● Extracted entries
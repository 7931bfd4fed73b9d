//! Error types for the voting contracts
//!
//! Every failure a contract entry point can return is a `VotingError` with a
//! stable numeric code. Codes are grouped by kind so that clients can map a
//! whole range to one class of user-facing message:
//! - 1-19: Authorization errors
//! - 20-39: Lifecycle state errors
//! - 40-59: Input validation errors
//! - 60-79: Already-acted errors

use soroban_sdk::contracterror;

/// Error type returned by every voting contract entry point
#[contracterror]
#[derive(Copy, Clone, Debug, Eq, PartialEq, PartialOrd, Ord)]
#[repr(u32)]
pub enum VotingError {
    // ===== Authorization Errors (1-19) =====
    /// Caller is not the owner of the election
    Unauthorized = 1,

    // ===== State Errors (20-39) =====
    /// Voting was already started, registration and restart are closed
    VotingAlreadyStarted = 20,

    /// Voting has not been started yet
    VotingNotStarted = 21,

    /// Voting deadline has passed or the election was closed
    VotingEnded = 22,

    /// Results requested while voting is still open
    VotingStillOngoing = 23,

    // ===== Validation Errors (40-59) =====
    /// Address can never take part in an election
    InvalidAddress = 40,

    /// Address is already registered in the same role
    AlreadyRegistered = 41,

    /// Address is already registered in the other role
    RoleConflict = 42,

    /// Caller is not a registered voter
    VoterNotRegistered = 43,

    /// Candidate id was never assigned
    InvalidCandidate = 44,

    /// Pagination limit must be greater than zero
    InvalidPageLimit = 45,

    /// Voting end time is not in the future
    InvalidEndTime = 46,

    /// No election exists under the given handle
    ElectionNotFound = 47,

    // ===== Already-Acted Errors (60-79) =====
    /// Voter has already cast a vote
    AlreadyVoted = 60,
}

/// Coarse classification of a `VotingError`
#[derive(Copy, Clone, Debug, Eq, PartialEq)]
pub enum ErrorKind {
    Authorization,
    State,
    Validation,
    AlreadyActed,
}

impl VotingError {
    /// Get the class this error belongs to
    pub fn kind(&self) -> ErrorKind {
        match *self as u32 {
            1..=19 => ErrorKind::Authorization,
            20..=39 => ErrorKind::State,
            40..=59 => ErrorKind::Validation,
            _ => ErrorKind::AlreadyActed,
        }
    }

    /// Get a human-readable description of the error
    pub fn message(&self) -> &str {
        match self {
            VotingError::Unauthorized => "Caller is not the election owner",

            VotingError::VotingAlreadyStarted => "Voting has already started",
            VotingError::VotingNotStarted => "Voting has not started yet",
            VotingError::VotingEnded => "Voting has ended",
            VotingError::VotingStillOngoing => "Voting is still ongoing",

            VotingError::InvalidAddress => "Address invalid",
            VotingError::AlreadyRegistered => "Already registered",
            VotingError::RoleConflict => "Voter cannot be a candidate",
            VotingError::VoterNotRegistered => "You are not registered",
            VotingError::InvalidCandidate => "Invalid candidate id",
            VotingError::InvalidPageLimit => "Limit must be greater than zero",
            VotingError::InvalidEndTime => "End time must be in the future",
            VotingError::ElectionNotFound => "Election not found",

            VotingError::AlreadyVoted => "Already voted",
        }
    }
}
use authorization::OwnerCapability;
use soroban_sdk::{contracttype, Address, String};

/// Handle of an election inside the registry
pub type ElectionId = u32;

/// Lifecycle of an election. Only ever moves forward.
#[contracttype]
#[derive(Copy, Clone, Debug, Eq, PartialEq)]
pub enum ElectionStatus {
    Created,
    Active,
    Closed,
}

/// One voting campaign
#[contracttype]
#[derive(Clone, Debug, Eq, PartialEq)]
pub struct Election {
    pub id: ElectionId,
    pub owner: OwnerCapability,
    /// Content hash returned by the metadata store, kept verbatim
    pub metadata_uri: String,
    pub status: ElectionStatus,
    pub created_at: u64,
    /// Absolute ledger time at which voting ends; 0 until started
    pub voting_end_time: u64,
    pub candidate_count: u32,
    pub voter_count: u32,
    pub votes_cast: u32,
}

impl Election {
    /// Status as seen at ledger time `now`. An Active election whose
    /// deadline has passed is Closed without any further call.
    pub fn status_at(&self, now: u64) -> ElectionStatus {
        match self.status {
            ElectionStatus::Active if now >= self.voting_end_time => ElectionStatus::Closed,
            status => status,
        }
    }
}

#[contracttype]
#[derive(Clone, Debug, Default, Eq, PartialEq)]
pub struct VoterRecord {
    pub is_registered: bool,
    pub has_voted: bool,
    pub voted_candidate: Option<u32>,
}

#[contracttype]
#[derive(Clone, Debug, Default, Eq, PartialEq)]
pub struct CandidateRecord {
    pub is_registered: bool,
    pub candidate_id: u32,
    pub total_votes: u32,
}

/// One row of a progress or result page
#[contracttype]
#[derive(Clone, Debug, Eq, PartialEq)]
pub struct CandidateTally {
    pub candidate_id: u32,
    pub candidate: Address,
    pub total_votes: u32,
}
//! Built-in quick templates offered on the template picker.

use serde::{Deserialize, Serialize};

/// Template grouping shown as a badge.
#[derive(Debug, Clone, Copy, PartialEq, Eq, Hash, Serialize, Deserialize)]
#[serde(rename_all = "snake_case")]
pub enum TemplateCategory {
    Business,
    Personal,
    Creative,
}

#[derive(Debug, Clone, PartialEq, Eq, Serialize)]
pub struct StampTemplate {
    pub id: &'static str,
    pub name: &'static str,
    pub description: &'static str,
    /// Label drawn in the middle of the stamp.
    pub preview: &'static str,
    pub category: TemplateCategory,
}

const TEMPLATES: &[StampTemplate] = &[
    StampTemplate {
        id: "approved",
        name: "Approved",
        description: "Classic approval stamp",
        preview: "✓ APPROVED",
        category: TemplateCategory::Business,
    },
    StampTemplate {
        id: "urgent",
        name: "Urgent",
        description: "High priority marker",
        preview: "⚡ URGENT",
        category: TemplateCategory::Business,
    },
    StampTemplate {
        id: "confidential",
        name: "Confidential",
        description: "Security marking",
        preview: "🔒 CONFIDENTIAL",
        category: TemplateCategory::Business,
    },
    StampTemplate {
        id: "date",
        name: "Date Stamp",
        description: "Custom date marker",
        preview: "📅 DATE",
        category: TemplateCategory::Business,
    },
    StampTemplate {
        id: "star",
        name: "Star Badge",
        description: "Achievement marker",
        preview: "⭐ EXCELLENT",
        category: TemplateCategory::Personal,
    },
    StampTemplate {
        id: "heart",
        name: "Love Stamp",
        description: "Affection marker",
        preview: "💝 WITH LOVE",
        category: TemplateCategory::Personal,
    },
];

pub fn builtin_templates() -> &'static [StampTemplate] {
    TEMPLATES
}

pub fn find_template(id: &str) -> Option<&'static StampTemplate> {
    TEMPLATES.iter().find(|t| t.id == id)
}

pub fn templates_in(category: TemplateCategory) -> impl Iterator<Item = &'static StampTemplate> {
    TEMPLATES.iter().filter(move |t| t.category == category)
}
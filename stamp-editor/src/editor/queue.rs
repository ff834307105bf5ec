// Single-writer queue for edit completions.
//
// Engine work (image decoding, text layout) can finish out of order. Every
// edit takes a ticket when it starts; finished edits are released to the
// history strictly in ticket order.

use stamp_core::Document;
use std::collections::BTreeMap;
use thiserror::Error;
use tracing::{debug, trace};

/// Position of an initiated edit.
#[derive(Debug, Clone, Copy, PartialEq, Eq, PartialOrd, Ord, Hash)]
pub struct EditTicket(u64);

impl EditTicket {
    pub fn id(&self) -> u64 {
        self.0
    }
}

#[derive(Debug, Default)]
pub struct EditQueue {
    next_ticket: u64,
    next_release: u64,
    // None = abandoned: releases nothing but unblocks later tickets.
    settled: BTreeMap<u64, Option<Document>>,
}

impl EditQueue {
    pub fn new() -> Self {
        Self::default()
    }

    pub fn begin(&mut self) -> EditTicket {
        let ticket = EditTicket(self.next_ticket);
        self.next_ticket += 1;
        trace!(ticket = ticket.0, "edit started");
        ticket
    }

    /// Mark `ticket` finished with the scene captured at completion.
    pub fn complete(&mut self, ticket: EditTicket, doc: Document) -> Result<(), QueueError> {
        self.settle(ticket, Some(doc))
    }

    /// Mark `ticket` as producing no history entry.
    pub fn abandon(&mut self, ticket: EditTicket) -> Result<(), QueueError> {
        self.settle(ticket, None)
    }

    fn settle(&mut self, ticket: EditTicket, doc: Option<Document>) -> Result<(), QueueError> {
        if ticket.0 >= self.next_ticket {
            return Err(QueueError::UnknownTicket { ticket: ticket.0 });
        }
        if ticket.0 < self.next_release || self.settled.contains_key(&ticket.0) {
            return Err(QueueError::AlreadySettled { ticket: ticket.0 });
        }

        if ticket.0 != self.next_release {
            debug!(
                ticket = ticket.0,
                waiting_on = self.next_release,
                "edit finished out of order; holding"
            );
        }
        self.settled.insert(ticket.0, doc);
        Ok(())
    }

    /// Settled edits that are next in line, oldest first.
    pub fn drain_ready(&mut self) -> Vec<(EditTicket, Document)> {
        let mut ready = Vec::new();
        while let Some(entry) = self.settled.remove(&self.next_release) {
            if let Some(doc) = entry {
                ready.push((EditTicket(self.next_release), doc));
            }
            self.next_release += 1;
        }
        ready
    }

    /// Edits started but not yet released.
    pub fn pending(&self) -> usize {
        (self.next_ticket - self.next_release) as usize
    }

    pub fn is_idle(&self) -> bool {
        self.pending() == 0
    }
}

#[derive(Debug, Error)]
pub enum QueueError {
    #[error("edit ticket {ticket} was never issued")]
    UnknownTicket { ticket: u64 },

    #[error("edit ticket {ticket} was already settled")]
    AlreadySettled { ticket: u64 },
}
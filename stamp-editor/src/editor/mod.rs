// Editor module for Stamp Studio.

pub mod history;
pub mod notice;
pub mod queue;
pub mod session;

pub use history::{History, HistoryError, Step, DEFAULT_MAX_STATES};
pub use notice::{Notice, NoticeLevel};
pub use queue::{EditQueue, EditTicket, QueueError};
pub use session::{Session, SessionError};
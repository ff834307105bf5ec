// Tracing setup for hosts embedding the editor.

use tracing_subscriber::EnvFilter;

/// Environment variable read before `RUST_LOG`.
pub const LOG_ENV: &str = "STAMP_LOG";

/// Install a fmt subscriber filtered by `STAMP_LOG`, then `RUST_LOG`, then
/// `default_directive`. Returns false if a global subscriber already exists.
pub fn init_tracing(default_directive: &str) -> bool {
    let filter = build_filter(
        std::env::var(LOG_ENV).ok(),
        std::env::var("RUST_LOG").ok(),
        default_directive,
    );

    tracing_subscriber::fmt()
        .with_env_filter(filter)
        .with_target(false)
        .try_init()
        .is_ok()
}

fn build_filter(primary: Option<String>, fallback: Option<String>, default: &str) -> EnvFilter {
    [primary, fallback]
        .into_iter()
        .flatten()
        .find_map(|directives| EnvFilter::try_new(directives).ok())
        .unwrap_or_else(|| EnvFilter::new(default))
}

#[cfg(test)]
mod tests {
    use super::*;

    #[test]
    fn test_filter_precedence() {
        let filter = build_filter(Some("stamp_gallery=trace".into()), Some("warn".into()), "info");
        assert!(filter.to_string().contains("stamp_gallery=trace"));

        let filter = build_filter(None, Some("warn".into()), "info");
        assert!(filter.to_string().contains("warn"));

        let filter = build_filter(None, None, "debug");
        assert!(filter.to_string().contains("debug"));
    }

    #[test]
    fn test_init_is_idempotent() {
        init_tracing("warn");
        assert!(!init_tracing("warn"));
    }
}
//! Editor configuration.
//!
//! Every field has a default, so an empty JSON object is a valid config file.

use anyhow::Context;
use serde::{Deserialize, Serialize};
use stamp_gallery::{ExportNaming, GalleryConfig, GalleryError};
use std::fs;
use std::path::Path;
use thiserror::Error;

use crate::editor::history::DEFAULT_MAX_STATES;

#[derive(Debug, Clone, PartialEq, Serialize, Deserialize)]
pub struct EditorConfig {
    /// Maximum number of undo snapshots kept.
    #[serde(default = "default_history_depth")]
    pub history_depth: usize,

    #[serde(default)]
    pub gallery: GalleryConfig,

    #[serde(default)]
    pub export_naming: ExportNaming,
}

fn default_history_depth() -> usize {
    DEFAULT_MAX_STATES
}

impl Default for EditorConfig {
    fn default() -> Self {
        Self {
            history_depth: default_history_depth(),
            gallery: GalleryConfig::default(),
            export_naming: ExportNaming::default(),
        }
    }
}

impl EditorConfig {
    pub fn from_json_str(text: &str) -> Result<Self, ConfigError> {
        let config: EditorConfig = serde_json::from_str(text)?;
        config.validate()?;
        Ok(config)
    }

    /// Load and validate a JSON config file.
    pub fn from_file(path: impl AsRef<Path>) -> anyhow::Result<Self> {
        let path = path.as_ref();
        let data = fs::read_to_string(path)
            .with_context(|| format!("read config file: {}", path.display()))?;
        let config = Self::from_json_str(&data)
            .with_context(|| format!("parse config file: {}", path.display()))?;
        tracing::debug!(path = %path.display(), "editor config loaded");
        Ok(config)
    }

    pub fn validate(&self) -> Result<(), ConfigError> {
        if self.history_depth == 0 {
            tracing::error!("history_depth must be at least 1");
            return Err(ConfigError::InvalidHistoryDepth {
                depth: self.history_depth,
            });
        }

        if self.history_depth > 500 {
            tracing::warn!(
                history_depth = self.history_depth,
                "unusually deep history; every entry holds a full scene"
            );
        }

        self.gallery.validate()?;
        self.export_naming.validate()?;
        Ok(())
    }
}

#[derive(Debug, Error)]
pub enum ConfigError {
    #[error("history_depth must be at least 1 (got {depth})")]
    InvalidHistoryDepth { depth: usize },

    #[error("invalid gallery settings: {0}")]
    Gallery(#[from] GalleryError),

    #[error("config is not valid json: {0}")]
    Parse(#[from] serde_json::Error),
}
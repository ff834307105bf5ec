//! Durable key-value persistence.
//!
//! The gallery reads and writes whole collections under a single key, so the
//! backend only needs string get/set. There is exactly one writer per store.

use std::collections::HashMap;
use std::fs;
use std::io;
use std::path::{Path, PathBuf};
use thiserror::Error;

/// String key-value persistence (browser local storage, a directory, ...).
pub trait KeyValueStore {
    fn get(&self, key: &str) -> Result<Option<String>, StorageError>;

    fn set(&mut self, key: &str, value: &str) -> Result<(), StorageError>;
}

impl<S: KeyValueStore + ?Sized> KeyValueStore for &mut S {
    fn get(&self, key: &str) -> Result<Option<String>, StorageError> {
        (**self).get(key)
    }

    fn set(&mut self, key: &str, value: &str) -> Result<(), StorageError> {
        (**self).set(key, value)
    }
}

impl<S: KeyValueStore + ?Sized> KeyValueStore for Box<S> {
    fn get(&self, key: &str) -> Result<Option<String>, StorageError> {
        (**self).get(key)
    }

    fn set(&mut self, key: &str, value: &str) -> Result<(), StorageError> {
        (**self).set(key, value)
    }
}

/// Process-local store. Contents vanish with the value.
#[derive(Debug, Clone, Default)]
pub struct MemoryStore {
    entries: HashMap<String, String>,
}

impl MemoryStore {
    pub fn new() -> Self {
        Self::default()
    }

    pub fn len(&self) -> usize {
        self.entries.len()
    }

    pub fn is_empty(&self) -> bool {
        self.entries.is_empty()
    }
}

impl KeyValueStore for MemoryStore {
    fn get(&self, key: &str) -> Result<Option<String>, StorageError> {
        Ok(self.entries.get(key).cloned())
    }

    fn set(&mut self, key: &str, value: &str) -> Result<(), StorageError> {
        self.entries.insert(key.to_string(), value.to_string());
        Ok(())
    }
}

/// One file per key inside a directory.
///
/// Writes go to a sibling temp file first and are renamed into place, so a
/// crash mid-write leaves the previous value readable.
#[derive(Debug, Clone)]
pub struct FileStore {
    root: PathBuf,
}

impl FileStore {
    pub fn new(root: impl Into<PathBuf>) -> Self {
        Self { root: root.into() }
    }

    pub fn root(&self) -> &Path {
        &self.root
    }

    fn path_for(&self, key: &str) -> Result<PathBuf, StorageError> {
        let valid = !key.is_empty()
            && key
                .chars()
                .all(|c| c.is_ascii_alphanumeric() || matches!(c, '_' | '-' | '.'))
            && !key.starts_with('.');
        if !valid {
            tracing::error!(key = %key, "storage key contains unsupported characters");
            return Err(StorageError::InvalidKey {
                key: key.to_string(),
            });
        }
        Ok(self.root.join(format!("{}.json", key)))
    }
}

impl KeyValueStore for FileStore {
    fn get(&self, key: &str) -> Result<Option<String>, StorageError> {
        let path = self.path_for(key)?;
        match fs::read_to_string(&path) {
            Ok(data) => {
                tracing::debug!(path = %path.display(), bytes = data.len(), "read storage key");
                Ok(Some(data))
            }
            Err(err) if err.kind() == io::ErrorKind::NotFound => Ok(None),
            Err(source) => Err(StorageError::Read { path, source }),
        }
    }

    fn set(&mut self, key: &str, value: &str) -> Result<(), StorageError> {
        let path = self.path_for(key)?;

        // fs::write does NOT create directories
        fs::create_dir_all(&self.root).map_err(|source| StorageError::Write {
            path: self.root.clone(),
            source,
        })?;

        let tmp = path.with_extension("json.tmp");
        fs::write(&tmp, value).map_err(|source| StorageError::Write {
            path: tmp.clone(),
            source,
        })?;
        fs::rename(&tmp, &path).map_err(|source| StorageError::Write {
            path: path.clone(),
            source,
        })?;

        tracing::debug!(path = %path.display(), bytes = value.len(), "wrote storage key");
        Ok(())
    }
}

/// Durable storage failures.
#[derive(Debug, Error)]
pub enum StorageError {
    #[error("invalid storage key: {key:?}")]
    InvalidKey { key: String },

    #[error("failed to read {}: {source}", path.display())]
    Read { path: PathBuf, source: io::Error },

    #[error("failed to write {}: {source}", path.display())]
    Write { path: PathBuf, source: io::Error },

    #[error("storage unavailable: {reason}")]
    Unavailable { reason: String },
}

● What you have to do
The expected result is every line above containing the string "struct".

● Output for this task
pub struct Election {
pub struct VoterRecord {
pub struct CandidateRecord {
pub struct CandidateTally {
pub struct StampTemplate {
pub struct EditTicket(u64);
pub struct EditQueue {
pub struct EditorConfig {
pub struct MemoryStore {
pub struct FileStore {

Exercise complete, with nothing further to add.